Instructions to follow ▸ From the records below, set down exactly the lines starting with the line that contains "fs::write(p, content)?;" and going on through the line that contains "pub struct AppState". Nothing else is wanted.

Stored entries ▸
use serde::{Deserialize, Serialize};

use crate::board::Board;
use crate::moves::Position;

#[derive(Clone, Copy, PartialEq, Eq, Hash, Serialize, Deserialize, Debug)]
pub enum Color {
    White,
    Black,
}

impl Color {
    pub fn opposite(self) -> Color {
        match self {
            Color::White => Color::Black,
            Color::Black => Color::White,
        }
    }

    /// Row step of a pawn of this color. White marches toward row 0.
    pub fn pawn_direction(self) -> i32 {
        match self {
            Color::White => -1,
            Color::Black => 1,
        }
    }
}

#[derive(Clone, Copy, PartialEq, Eq, Hash, Serialize, Deserialize, Debug)]
pub enum PieceType {
    King,
    Rook,
    Knight,
    Bishop,
    Pawn,
}

impl PieceType {
    /// Single-letter symbol, uppercase.
    pub fn symbol(self) -> char {
        match self {
            PieceType::King => 'K',
            PieceType::Rook => 'R',
            PieceType::Knight => 'N',
            PieceType::Bishop => 'B',
            PieceType::Pawn => 'P',
        }
    }
}

const KING_STEPS: [(i32, i32); 8] = [
    (-1, -1), (-1, 0), (-1, 1),
    (0, -1),           (0, 1),
    (1, -1),  (1, 0),  (1, 1),
];

const KNIGHT_JUMPS: [(i32, i32); 8] = [
    (-2, -1), (-2, 1), (-1, -2), (-1, 2),
    (1, -2), (1, 2), (2, -1), (2, 1),
];

const ORTHOGONAL: [(i32, i32); 4] = [(0, 1), (0, -1), (1, 0), (-1, 0)];
const DIAGONAL: [(i32, i32); 4] = [(-1, -1), (-1, 1), (1, -1), (1, 1)];

/// A piece is only its type and color. Where it stands is whatever grid cell
/// holds it.
#[derive(Clone, Copy, PartialEq, Eq, Hash, Serialize, Deserialize, Debug)]
pub struct Piece {
    pub piece_type: PieceType,
    pub color: Color,
}

impl Piece {
    pub fn new(piece_type: PieceType, color: Color) -> Self {
        Piece { piece_type, color }
    }

    /// Board symbol: uppercase for White, lowercase for Black.
    pub fn symbol(&self) -> char {
        let c = self.piece_type.symbol();
        match self.color {
            Color::White => c,
            Color::Black => c.to_ascii_lowercase(),
        }
    }

    /// Destinations reachable by this piece standing on `origin`.
    pub fn possible_moves(&self, origin: Position, board: &Board) -> Vec<Position> {
        let mut moves = Vec::new();
        match self.piece_type {
            PieceType::King => self.step_moves(origin, board, &KING_STEPS, &mut moves),
            PieceType::Knight => self.step_moves(origin, board, &KNIGHT_JUMPS, &mut moves),
            PieceType::Rook => self.sliding_moves(origin, board, &ORTHOGONAL, &mut moves),
            PieceType::Bishop => self.sliding_moves(origin, board, &DIAGONAL, &mut moves),
            PieceType::Pawn => self.pawn_moves(origin, board, &mut moves),
        }
        moves
    }

    /// A target is admissible when it is on the board and not held by a
    /// piece of our own color.
    pub fn can_move(&self, target: Position, board: &Board) -> bool {
        if !board.is_valid_position(target) {
            return false;
        }
        match board.piece_at(target.row, target.col) {
            Some(p) => p.color != self.color,
            None => true,
        }
    }

    fn step_moves(
        &self,
        origin: Position,
        board: &Board,
        offsets: &[(i32, i32)],
        moves: &mut Vec<Position>,
    ) {
        for &(dr, dc) in offsets {
            let target = origin.offset(dr, dc);
            if self.can_move(target, board) {
                moves.push(target);
            }
        }
    }

    fn sliding_moves(
        &self,
        origin: Position,
        board: &Board,
        directions: &[(i32, i32)],
        moves: &mut Vec<Position>,
    ) {
        for &(dr, dc) in directions {
            let mut target = origin.offset(dr, dc);
            while board.is_valid_position(target) {
                if let Some(p) = board.piece_at(target.row, target.col) {
                    if p.color != self.color {
                        moves.push(target);
                    }
                    break;
                }
                moves.push(target);
                target = target.offset(dr, dc);
            }
        }
    }

    // One step forward onto an empty square, or one step diagonally forward
    // onto an enemy. No double step, promotion or en passant.
    fn pawn_moves(&self, origin: Position, board: &Board, moves: &mut Vec<Position>) {
        let dir = self.color.pawn_direction();

        let forward = origin.offset(dir, 0);
        if board.is_valid_position(forward) && board.piece_at(forward.row, forward.col).is_none() {
            moves.push(forward);
        }

        for dc in [-1, 1] {
            let target = origin.offset(dir, dc);
            if let Some(p) = board.piece_at(target.row, target.col) {
                if p.color != self.color {
                    moves.push(target);
                }
            }
        }
    }
}

#[cfg(test)]
mod tests {
    use super::*;

    fn board_with(size: usize, pieces: &[(i32, i32, PieceType, Color)]) -> Board {
        let mut board = Board::new(size);
        for &(r, c, pt, color) in pieces {
            board.set_piece(Position::new(r, c), Some(Piece::new(pt, color)));
        }
        board
    }

    fn sorted(mut v: Vec<Position>) -> Vec<Position> {
        v.sort_by_key(|p| (p.row, p.col));
        v
    }

    #[test]
    fn king_in_corner_has_three_moves() {
        let board = board_with(5, &[(0, 0, PieceType::King, Color::White)]);
        let king = Piece::new(PieceType::King, Color::White);
        let moves = sorted(king.possible_moves(Position::new(0, 0), &board));
        assert_eq!(moves, vec![Position::new(0, 1), Position::new(1, 0), Position::new(1, 1)]);
    }

    #[test]
    fn king_captures_enemy_but_not_friend() {
        let board = board_with(
            5,
            &[
                (2, 2, PieceType::King, Color::White),
                (1, 2, PieceType::Pawn, Color::White),
                (3, 2, PieceType::Pawn, Color::Black),
            ],
        );
        let king = Piece::new(PieceType::King, Color::White);
        let moves = king.possible_moves(Position::new(2, 2), &board);
        assert_eq!(moves.len(), 7);
        assert!(!moves.contains(&Position::new(1, 2)), "own pawn square must be excluded");
        assert!(moves.contains(&Position::new(3, 2)), "enemy pawn square is a capture");
    }

    #[test]
    fn knight_jumps_over_pieces() {
        let board = board_with(
            5,
            &[
                (2, 2, PieceType::Knight, Color::White),
                (1, 2, PieceType::Pawn, Color::White),
                (2, 1, PieceType::Pawn, Color::White),
                (2, 3, PieceType::Pawn, Color::White),
                (3, 2, PieceType::Pawn, Color::White),
            ],
        );
        let knight = Piece::new(PieceType::Knight, Color::White);
        assert_eq!(knight.possible_moves(Position::new(2, 2), &board).len(), 8);
    }

    #[test]
    fn rook_ray_stops_before_friendly_blocker() {
        // Friendly blocker three squares to the right: only the two empties.
        let board = board_with(
            7,
            &[
                (3, 0, PieceType::Rook, Color::White),
                (3, 3, PieceType::Knight, Color::White),
            ],
        );
        let rook = Piece::new(PieceType::Rook, Color::White);
        let moves = rook.possible_moves(Position::new(3, 0), &board);
        let along_row: Vec<_> = moves.iter().filter(|p| p.row == 3).copied().collect();
        assert_eq!(sorted(along_row), vec![Position::new(3, 1), Position::new(3, 2)]);
    }

    #[test]
    fn rook_ray_includes_enemy_blocker() {
        let board = board_with(
            7,
            &[
                (3, 0, PieceType::Rook, Color::White),
                (3, 3, PieceType::Knight, Color::Black),
            ],
        );
        let rook = Piece::new(PieceType::Rook, Color::White);
        let moves = rook.possible_moves(Position::new(3, 0), &board);
        let along_row: Vec<_> = moves.iter().filter(|p| p.row == 3).copied().collect();
        assert_eq!(
            sorted(along_row),
            vec![Position::new(3, 1), Position::new(3, 2), Position::new(3, 3)]
        );
    }

    #[test]
    fn bishop_follows_the_same_blocking_rule() {
        for (blocker, expect_capture) in [(Color::Black, true), (Color::White, false)] {
            let board = board_with(
                7,
                &[
                    (6, 0, PieceType::Bishop, Color::White),
                    (3, 3, PieceType::Pawn, blocker),
                ],
            );
            let bishop = Piece::new(PieceType::Bishop, Color::White);
            let moves = sorted(bishop.possible_moves(Position::new(6, 0), &board));
            let mut expected = vec![Position::new(4, 2), Position::new(5, 1)];
            if expect_capture {
                expected.insert(0, Position::new(3, 3));
            }
            assert_eq!(moves, expected, "blocker color {blocker:?}");
        }
    }

    #[test]
    fn pawn_moves_forward_only_onto_empty_square() {
        let board = board_with(
            5,
            &[
                (3, 1, PieceType::Pawn, Color::White),
                (2, 1, PieceType::Pawn, Color::Black),
            ],
        );
        let pawn = Piece::new(PieceType::Pawn, Color::White);
        assert!(pawn.possible_moves(Position::new(3, 1), &board).is_empty());
    }

    #[test]
    fn pawn_captures_diagonally_only_onto_enemies() {
        let board = board_with(
            5,
            &[
                (1, 1, PieceType::Pawn, Color::Black),
                (2, 0, PieceType::Rook, Color::White),
                (2, 2, PieceType::Rook, Color::Black),
            ],
        );
        let pawn = Piece::new(PieceType::Pawn, Color::Black);
        let moves = sorted(pawn.possible_moves(Position::new(1, 1), &board));
        assert_eq!(moves, vec![Position::new(2, 0), Position::new(2, 1)]);
    }

    #[test]
    fn pawn_on_last_row_has_no_moves() {
        let board = board_with(5, &[(0, 2, PieceType::Pawn, Color::White)]);
        let pawn = Piece::new(PieceType::Pawn, Color::White);
        assert!(pawn.possible_moves(Position::new(0, 2), &board).is_empty());
    }

    #[test]
    fn can_move_rejects_off_board_and_friendly() {
        let board = board_with(
            5,
            &[
                (0, 0, PieceType::King, Color::White),
                (0, 1, PieceType::Rook, Color::White),
                (1, 0, PieceType::Rook, Color::Black),
            ],
        );
        let king = Piece::new(PieceType::King, Color::White);
        assert!(!king.can_move(Position::new(-1, 0), &board));
        assert!(!king.can_move(Position::new(0, 5), &board));
        assert!(!king.can_move(Position::new(0, 1), &board));
        assert!(king.can_move(Position::new(1, 0), &board));
        assert!(king.can_move(Position::new(1, 1), &board));
    }

    #[test]
    fn symbols_are_case_coded_by_color() {
        assert_eq!(Piece::new(PieceType::Knight, Color::White).symbol(), 'N');
        assert_eq!(Piece::new(PieceType::Knight, Color::Black).symbol(), 'n');
    }
}
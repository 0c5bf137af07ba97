// =============================================================================
// Mini-chess AI Engine
//
// Iterative-deepening negamax with alpha-beta pruning under a wall-clock
// deadline. Each iteration searches one ply deeper than the last; only an
// iteration that finishes every root move before the deadline may replace
// the best move found so far. Every node checks the deadline on entry and
// falls back to the static evaluation once it has passed, so cancellation is
// cooperative and never unwinds through the board.
//
// The search runs on its own clone of the board and uses apply/undo to walk
// the tree, so the caller's board is never touched.
//
// Coordinate system: row 0 = Black's back rank. Scores are integers, positive
// = good for the side whose point of view is being taken.
// =============================================================================

use std::sync::atomic::{AtomicBool, Ordering};
use std::sync::Arc;
use std::time::Duration;

use log::{debug, trace};

use crate::board::Board;
use crate::config::{Difficulty, EngineConfig};
use crate::moves::{Move, Position};
use crate::piece::{Color, PieceType};

/// Platform-appropriate monotonic clock in milliseconds.
/// Uses js_sys::Date::now() in WASM builds, std::time::Instant natively.
fn now_ms() -> f64 {
    #[cfg(target_arch = "wasm32")]
    {
        js_sys::Date::now()
    }
    #[cfg(not(target_arch = "wasm32"))]
    {
        use std::sync::OnceLock;
        use std::time::Instant;
        static EPOCH: OnceLock<Instant> = OnceLock::new();
        EPOCH.get_or_init(Instant::now).elapsed().as_secs_f64() * 1000.0
    }
}

/// An absolute point in time after which the search must wind down.
#[derive(Clone, Copy, Debug)]
pub struct Deadline {
    at_ms: f64,
}

impl Deadline {
    pub fn after(budget: Duration) -> Self {
        Deadline {
            at_ms: now_ms() + budget.as_secs_f64() * 1000.0,
        }
    }

    pub fn passed(&self) -> bool {
        now_ms() >= self.at_ms
    }
}
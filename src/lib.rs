pub mod board;
pub mod config;
pub mod engine;
pub mod game;
pub mod moves;
pub mod piece;

#[cfg(not(target_arch = "wasm32"))]
pub mod worker;

#[cfg(target_arch = "wasm32")]
mod wasm_api;

/// When this build was made, `YYYY-MM-DD HH:MM`, or `unknown` if the build
/// host could not tell.
pub const BUILD_TIMESTAMP: &str = env!("BUILD_TIMESTAMP");
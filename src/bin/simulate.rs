use std::io::Write;
use std::time::Duration;

use minichess::config::{Difficulty, EngineConfig};
use minichess::engine::AiEngine;
use minichess::game::Game;
use minichess::piece::Color;

const BOARD_SIZES: [usize; 2] = [5, 7];
const MAX_PLIES: u32 = 120;
const GAMES_PER_MATCHUP: usize = 4;
const MOVE_BUDGET: Duration = Duration::from_millis(200);

#[derive(Debug, Default)]
struct MatchResult {
    a_wins: u32,
    b_wins: u32,
    unfinished: u32,
}

fn play_game(engine: &AiEngine, size: usize, white: Difficulty, black: Difficulty) -> Option<Color> {
    let mut game = Game::new(size);
    while !game.is_over() && game.ply() < MAX_PLIES {
        let difficulty = if game.current_turn() == Color::White { white } else { black };
        let ticket = game.request_search();
        let mv = engine.choose_move(game.board(), ticket.color, difficulty, MOVE_BUDGET)?;
        if game.publish(ticket, mv).is_err() {
            break;
        }
    }
    game.winner()
}

/// Play `GAMES_PER_MATCHUP` games, half with A as White and half with B as
/// White.
fn run_matchup(engine: &AiEngine, size: usize, a: Difficulty, b: Difficulty) -> MatchResult {
    let mut result = MatchResult::default();
    let half = GAMES_PER_MATCHUP / 2;

    for _ in 0..half {
        match play_game(engine, size, a, b) {
            Some(Color::White) => result.a_wins += 1,
            Some(Color::Black) => result.b_wins += 1,
            None => result.unfinished += 1,
        }
    }
    for _ in 0..half {
        match play_game(engine, size, b, a) {
            Some(Color::White) => result.b_wins += 1,
            Some(Color::Black) => result.a_wins += 1,
            None => result.unfinished += 1,
        }
    }

    println!(
        "  {a} vs {b}: {a} wins {}, {b} wins {}, unfinished {} (out of {})",
        result.a_wins,
        result.b_wins,
        result.unfinished,
        half * 2
    );
    std::io::stdout().flush().ok();
    result
}

fn main() {
    env_logger::init();
    let engine = AiEngine::new(EngineConfig::default());

    println!("=== Difficulty matchups ===");
    println!(
        "Games per matchup: {GAMES_PER_MATCHUP}, max plies per game: {MAX_PLIES}, {MOVE_BUDGET:?} per move\n"
    );

    for size in BOARD_SIZES {
        println!("--- {size}x{size} ---\n");
        let mut net: Vec<(Difficulty, i32)> = Difficulty::ALL.iter().map(|&d| (d, 0)).collect();

        for (i, &a) in Difficulty::ALL.iter().enumerate() {
            for &b in &Difficulty::ALL[i + 1..] {
                let result = run_matchup(&engine, size, a, b);
                let diff = result.a_wins as i32 - result.b_wins as i32;
                for (d, score) in net.iter_mut() {
                    if *d == a {
                        *score += diff;
                    } else if *d == b {
                        *score -= diff;
                    }
                }
            }
        }

        net.sort_by(|x, y| y.1.cmp(&x.1));
        println!("\n  Net wins:");
        for (d, score) in &net {
            println!("  {score:>+4}  {d}");
        }
        println!();
    }
}
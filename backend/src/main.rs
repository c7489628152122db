//! Stockfilter CLI - export in-stock products from a spreadsheet as JSON
//!
//! ```bash
//! stockfilter serve                          # Start HTTP server (port 8000)
//! stockfilter convert inventario.xlsx        # Print the JSON document
//! stockfilter convert inventario.xlsx -s "Hoja 1" -o salida.json
//! stockfilter sheets inventario.xlsx         # List sheet names
//! ```

use clap::{Parser, Subcommand};
use std::fs;
use std::path::{Path, PathBuf};
use std::time::Duration;
use stockfilter::{convert_file, list_sheets_file, AppConfig, ConvertOptions, FilterMode};

#[derive(Parser)]
#[command(name = "stockfilter")]
#[command(about = "Export in-stock products from a spreadsheet as JSON", long_about = None)]
struct Cli {
    #[command(subcommand)]
    command: Commands,
}

#[derive(Subcommand)]
enum Commands {
    /// Convert a spreadsheet and output the JSON document
    Convert {
        /// Input spreadsheet (.xlsx, .xls, .ods)
        input: PathBuf,

        /// Sheet to read (default: first sheet, or "Hoja 1" in strict mode)
        #[arg(short, long)]
        sheet: Option<String>,

        /// Existence filter
        #[arg(short, long, value_enum, default_value_t = FilterMode::Lenient)]
        mode: FilterMode,

        /// Output file (default: stdout)
        #[arg(short, long)]
        output: Option<PathBuf>,
    },

    /// List the sheets of a spreadsheet
    Sheets {
        /// Input spreadsheet
        input: PathBuf,
    },

    /// Start HTTP server
    Serve {
        /// Port to listen on (default: STOCKFILTER_PORT, PORT or 8000)
        #[arg(short, long)]
        port: Option<u16>,

        /// Existence filter (default: STOCKFILTER_MODE or lenient)
        #[arg(short, long, value_enum)]
        mode: Option<FilterMode>,

        /// Sheet used when an upload names none
        #[arg(long)]
        default_sheet: Option<String>,

        /// Seconds a converted document stays downloadable
        #[arg(long)]
        download_ttl: Option<u64>,
    },
}

#[tokio::main]
async fn main() {
    // Load .env file (if present)
    dotenvy::dotenv().ok();

    let cli = Cli::parse();

    let result = match cli.command {
        Commands::Convert {
            input,
            sheet,
            mode,
            output,
        } => cmd_convert(&input, sheet, mode, output.as_deref()),

        Commands::Sheets { input } => cmd_sheets(&input),

        Commands::Serve {
            port,
            mode,
            default_sheet,
            download_ttl,
        } => cmd_serve(port, mode, default_sheet, download_ttl).await,
    };

    if let Err(e) = result {
        eprintln!("❌ Error: {}", e);
        std::process::exit(1);
    }
}

fn cmd_convert(
    input: &Path,
    sheet: Option<String>,
    mode: FilterMode,
    output: Option<&Path>,
) -> Result<(), Box<dyn std::error::Error>> {
    let options = ConvertOptions::for_mode(mode).with_sheet(sheet);
    let document = convert_file(input, &options)?;

    eprintln!("   Sheet: {}", document.meta.sheet_name);
    eprintln!("   Total rows: {}", document.meta.total);
    eprintln!("   Existence column: {}", document.meta.existence_column_label());
    eprintln!("   EXISTENCIA = SI: {}", document.meta.existence_count);
    eprintln!("✅ Exported {} records", document.meta.output_count);

    write_output(&document.to_json_pretty()?, output)
}

fn cmd_sheets(input: &Path) -> Result<(), Box<dyn std::error::Error>> {
    let sheets = list_sheets_file(input)?;
    if sheets.is_empty() {
        eprintln!("📋 No sheets found in {}", input.display());
        return Ok(());
    }
    for name in sheets {
        println!("{}", name);
    }
    Ok(())
}

async fn cmd_serve(
    port: Option<u16>,
    mode: Option<FilterMode>,
    default_sheet: Option<String>,
    download_ttl: Option<u64>,
) -> Result<(), Box<dyn std::error::Error>> {
    let mut config = AppConfig::from_env();
    if let Some(mode) = mode {
        config = config.with_mode(mode);
    }
    if let Some(port) = port {
        config.port = port;
    }
    if let Some(sheet) = default_sheet {
        config.default_sheet = Some(sheet);
    }
    if let Some(secs) = download_ttl {
        config.download_ttl = Duration::from_secs(secs);
    }

    stockfilter::server::start_server(config).await
}

fn write_output(content: &str, path: Option<&Path>) -> Result<(), Box<dyn std::error::Error>> {
    match path {
        Some(p) => {
            fs::write(p, content)?;
            eprintln!("💾 Output written to: {}", p.display());
        }
        None => {
            println!("{}", content);
        }
    }
    Ok(())
}
/// Shared router state
#[derive(Clone)]
pub struct AppState {
    pub config: Arc<AppConfig>,
    /// Converted documents keyed by download file name
    pub documents: Arc<ExpiringStore<String>>,
    pub flashes: Arc<ExpiringStore<Flash>>,
}

impl AppState {
    pub fn new(config: AppConfig) -> Self {
        let download_ttl = config.download_ttl;
        Self {
            config: Arc::new(config),
            documents: Arc::new(ExpiringStore::new(download_ttl)),
            flashes: Arc::new(ExpiringStore::new(FLASH_TTL)),
        }
    }
}

/// Build the application router
pub fn router(state: AppState) -> Router {
    let cors = CorsLayer::new()
        .allow_origin(tower_http::cors::Any)
        .allow_methods([Method::GET, Method::POST, Method::OPTIONS])
        .allow_headers([header::CONTENT_TYPE, header::ACCEPT])
        .expose_headers([header::CONTENT_TYPE, header::CONTENT_DISPOSITION]);

    let body_limit = state.config.max_upload_bytes;

    Router::new()
        .route("/", get(index))
        .route("/convert", post(convert_form))
        .route("/download/{*filename}", get(download))
        .route("/api/convert", post(convert_api))
        .route("/health", get(health))
        .route("/api/logs", get(sse_logs))
        .layer(DefaultBodyLimit::max(body_limit))
        .layer(cors)
        .with_state(state)
}

/// Start the HTTP server
pub async fn start_server(config: AppConfig) -> Result<(), Box<dyn std::error::Error>> {
    let port = config.port;
    let mode = config.mode;
    let state = AppState::new(config);

    spawn_purge_task(state.clone());

    let app = router(state);

    let addr = SocketAddr::from(([0, 0, 0, 0], port));
    println!("🚀 Stockfilter server running on http://localhost:{}", port);
    println!("   GET  /              - Upload form");
    println!("   POST /convert       - Convert and download");
    println!("   POST /api/convert   - Convert, JSON response");
    println!("   GET  /api/logs      - SSE log stream");
    println!("   GET  /health        - Health check");
    println!();
    println!("📝 Existence filter: {}", mode);

    let listener = tokio::net::TcpListener::bind(addr).await?;
    axum::serve(listener, app).await?;

    Ok(())
}
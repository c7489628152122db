//! REST API types.
//!
//! Successful conversions return the [`ConversionDocument`] itself; failures
//! return `{"detail": "..."}` with a 4xx/5xx status.

use axum::http::StatusCode;
use axum::response::{IntoResponse, Json, Response};
use serde::{Deserialize, Serialize};

use crate::error::{ConvertError, ServerError, SheetError};

/// Error body of the API endpoint
#[derive(Debug, Clone, Serialize, Deserialize)]
pub struct ErrorBody {
    pub detail: String,
}

impl ErrorBody {
    pub fn new(detail: impl Into<String>) -> Self {
        Self { detail: detail.into() }
    }
}

/// HTTP status for a server error.
pub fn status_for(error: &ServerError) -> StatusCode {
    match error {
        ServerError::BadRequest(_) => StatusCode::BAD_REQUEST,
        ServerError::Internal(_) => StatusCode::INTERNAL_SERVER_ERROR,
        ServerError::Convert(ConvertError::Sheet(SheetError::Unreadable(_))) => {
            StatusCode::BAD_REQUEST
        }
        ServerError::Convert(ConvertError::Sheet(_)) => StatusCode::NOT_FOUND,
        ServerError::Convert(ConvertError::Transform(_)) => StatusCode::UNPROCESSABLE_ENTITY,
        ServerError::Convert(ConvertError::Io(_)) => StatusCode::INTERNAL_SERVER_ERROR,
    }
}

impl IntoResponse for ServerError {
    fn into_response(self) -> Response {
        (status_for(&self), Json(ErrorBody::new(self.to_string()))).into_response()
    }
}
//! # Stockfilter - in-stock product export from spreadsheets
//!
//! Stockfilter reads a product spreadsheet, keeps the rows whose existence
//! column says `SI`, projects a fixed set of columns and emits JSON.
//!
//! ## Architecture
//!
//! ```text
//! ┌─────────────┐     ┌─────────────┐     ┌─────────────┐     ┌─────────────┐
//! │ .xlsx bytes │────▶│  Workbook   │────▶│  Transform  │────▶│  JSON doc   │
//! │ (+ sheet)   │     │ (calamine)  │     │ (filter)    │     │ meta + data │
//! └─────────────┘     └─────────────┘     └─────────────┘     └─────────────┘
//! ```
//!
//! ## Quick Start
//!
//! ```rust,ignore
//! use stockfilter::{convert_file, ConvertOptions};
//!
//! let document = convert_file("inventario.xlsx", &ConvertOptions::default())?;
//! println!("{}", document.to_json_pretty()?);
//! ```
//!
//! ## Modules
//!
//! - [`error`] - Hierarchical error types
//! - [`models`] - Rows, output records and the conversion summary
//! - [`workbook`] - Spreadsheet reading and sheet resolution
//! - [`transform`] - Filter policy, table transformer and pipeline
//! - [`store`] - Expiring keyed store for downloads
//! - [`config`] - Server configuration
//! - [`api`] - HTTP API server

// Core modules
pub mod config;
pub mod error;
pub mod models;

// Reading
pub mod workbook;

// Transformation
pub mod transform;

// Downloads
pub mod store;

// HTTP API
pub mod api;

// =============================================================================
// Re-exports - Error types
// =============================================================================

pub use error::{ConvertError, ServerError, SheetError, TransformError};

// =============================================================================
// Re-exports - Models
// =============================================================================

pub use models::{ConversionDocument, ConversionSummary, OutputRecord, Row, Table};

// =============================================================================
// Re-exports - Workbook
// =============================================================================

pub use workbook::{list_sheets, list_sheets_file, read_resolved, read_sheet, resolve_sheet};

// =============================================================================
// Re-exports - Transform
// =============================================================================

pub use transform::pipeline::{convert_bytes, convert_file, ConvertOptions};
pub use transform::policy::{FilterMode, FilterPolicy};
pub use transform::table::transform;

// =============================================================================
// Re-exports - Store / Config
// =============================================================================

pub use config::AppConfig;
pub use store::{download_filename, sanitize_download_name, ExpiringStore};

// Server
pub mod server {
    pub use crate::api::server::{router, start_server, AppState};
}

Result for this exercise ▸
            fs::write(p, content)?;
            eprintln!("💾 Output written to: {}", p.display());
        }
        None => {
            println!("{}", content);
        }
    }
    Ok(())
}
/// Shared router state
#[derive(Clone)]
pub struct AppState {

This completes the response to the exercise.